What do I do?
Install
Setup
Local Usage
Deployed Usage
More things you should know
How to contribute
This project scrapes Amazon listings for recent reviews of specified products (ASIN) and stores them in a Postgres DB
This project uses pipenv for virtual environments
Navigate to the directory you want to install the project
git clone <project clone url>
pip install pipenv
cd amz-review-scraper
pipenv shell
pipenv sync
This project uses Postgres as it's database of choice. There are 3 environments set up and for each one you will need to setup a Postgres DB. You will need development and testing locally and production for your deployment. Use the credentials from each your new databases to complete the .env file below.

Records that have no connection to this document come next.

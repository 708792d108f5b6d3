//! Session management for logged-in players
//!
//! A session binds a [`SessionId`] handed to the client to the live
//! [`PlayerAccount`] of one user. A user has at most one live session; a
//! second login attaches to the existing one so both views share a single
//! aggregate.
//!
//! Each account sits behind its own async mutex. Game flows take it with
//! `try_lock`, so a request arriving while another flow on the same account
//! is in flight is rejected instead of queued.

use std::collections::HashMap;
use std::sync::Arc;

use chrono::{DateTime, Utc};
use tokio::sync::{Mutex, OwnedMutexGuard};

use crate::domain::aggregates::PlayerAccount;
use crate::domain::errors::GameError;
use crate::domain::value_objects::SessionId;

pub type AccountHandle = Arc<Mutex<PlayerAccount>>;

/// A single logged-in player
#[derive(Debug, Clone)]
pub struct PlayerSession {
    pub id: SessionId,
    pub username: String,
    pub started_at: DateTime<Utc>,
    account: AccountHandle,
}

impl PlayerSession {
    pub fn account(&self) -> AccountHandle {
        Arc::clone(&self.account)
    }
}

#[derive(Debug, thiserror::Error)]
pub enum SessionError {
    #[error("Session not found: {0}")]
    NotFound(SessionId),
}

/// Manages active player sessions
#[derive(Debug, Default)]
pub struct SessionManager {
    /// Active sessions by session ID
    sessions: HashMap<SessionId, PlayerSession>,
    /// Maps usernames to their live session
    user_sessions: HashMap<String, SessionId>,
}

impl SessionManager {
    pub fn new() -> Self {
        Self::default()
    }

    /// Open a session for a freshly loaded account.
    ///
    /// If the user already has a live session that session is returned and
    /// the freshly loaded account is discarded.
    pub fn create_session(&mut self, account: PlayerAccount) -> (SessionId, AccountHandle) {
        let username = account.username().to_string();
        if let Some(existing) = self
            .user_sessions
            .get(&username)
            .and_then(|id| self.sessions.get(id))
        {
            tracing::info!("User {} rejoined session {}", username, existing.id);
            return (existing.id, existing.account());
        }

        let session_id = SessionId::new();
        let handle = Arc::new(Mutex::new(account));
        let session = PlayerSession {
            id: session_id,
            username: username.clone(),
            started_at: Utc::now(),
            account: Arc::clone(&handle),
        };
        self.user_sessions.insert(username.clone(), session_id);
        self.sessions.insert(session_id, session);

        tracing::info!(
            "Created session {} for user {} ({} active)",
            session_id,
            username,
            self.sessions.len()
        );
        (session_id, handle)
    }

    pub fn get_session(&self, session_id: SessionId) -> Result<&PlayerSession, SessionError> {
        self.sessions
            .get(&session_id)
            .ok_or(SessionError::NotFound(session_id))
    }

    pub fn account(&self, session_id: SessionId) -> Result<AccountHandle, SessionError> {
        self.get_session(session_id).map(PlayerSession::account)
    }

    /// Drop a session; the caller decides what to do with the account
    pub fn end_session(&mut self, session_id: SessionId) -> Result<PlayerSession, SessionError> {
        let session = self
            .sessions
            .remove(&session_id)
            .ok_or(SessionError::NotFound(session_id))?;
        self.user_sessions.remove(&session.username);
        tracing::info!(
            "Ended session {} for user {} after {}s",
            session_id,
            session.username,
            (Utc::now() - session.started_at).num_seconds()
        );
        Ok(session)
    }

    pub fn session_count(&self) -> usize {
        self.sessions.len()
    }
}

/// Take exclusive use of an account, failing if a flow already holds it
pub fn acquire(account: AccountHandle) -> Result<OwnedMutexGuard<PlayerAccount>, GameError> {
    account.try_lock_owned().map_err(|_| GameError::Busy)
}

#[cfg(test)]
mod tests {
    use super::*;
    use crate::domain::aggregates::AccountSnapshot;

    fn account(username: &str) -> PlayerAccount {
        PlayerAccount::from_snapshot(AccountSnapshot::fresh(username, 500))
    }

    #[test]
    fn test_create_and_end_session() {
        let mut manager = SessionManager::new();
        let (id, _) = manager.create_session(account("ember"));

        assert_eq!(manager.get_session(id).unwrap().username, "ember");
        assert_eq!(manager.session_count(), 1);

        let ended = manager.end_session(id).unwrap();
        assert_eq!(ended.username, "ember");
        assert!(matches!(manager.account(id), Err(SessionError::NotFound(_))));
        assert!(manager.end_session(id).is_err());
    }

    #[tokio::test]
    async fn test_second_login_shares_account() {
        let mut manager = SessionManager::new();
        let (first, handle) = manager.create_session(account("ember"));
        handle.lock().await.charge(100).unwrap();

        let (second, rejoined) = manager.create_session(account("ember"));
        assert_eq!(first, second);
        assert_eq!(manager.session_count(), 1);
        assert_eq!(rejoined.lock().await.ledger().currency(), 400);
    }

    #[tokio::test]
    async fn test_acquire_rejects_while_held() {
        let mut manager = SessionManager::new();
        let (id, _) = manager.create_session(account("ember"));

        let guard = acquire(manager.account(id).unwrap()).unwrap();
        assert_eq!(acquire(manager.account(id).unwrap()).unwrap_err(), GameError::Busy);

        drop(guard);
        assert!(acquire(manager.account(id).unwrap()).is_ok());
    }
}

My production database is setup on RDS but you could choose to do things differently.
#environment setups
#development
export DEV_SQLALCHEMY_DATABASE_URI= "postgresql://your_development_postgres_url_connection"
export DEV_DEBUG = True
export DEV_LOGIN_BASE_URL="http://127.0.0.1:5000"
#testing
export TESTING_SQLALCHEMY_DATABASE_URI= "postgresql://postgres:@localhost:5432/travis_ci_test"
export TESTING_DEBUG = True
export TESTING_TESTING = True
export TESTING_LOGIN_BASE_URL="http://127.0.0.1:5000"
#production
export PROD_SQLALCHEMY_DATABASE_URI= "postgresql://your_production_postgres_url_connection"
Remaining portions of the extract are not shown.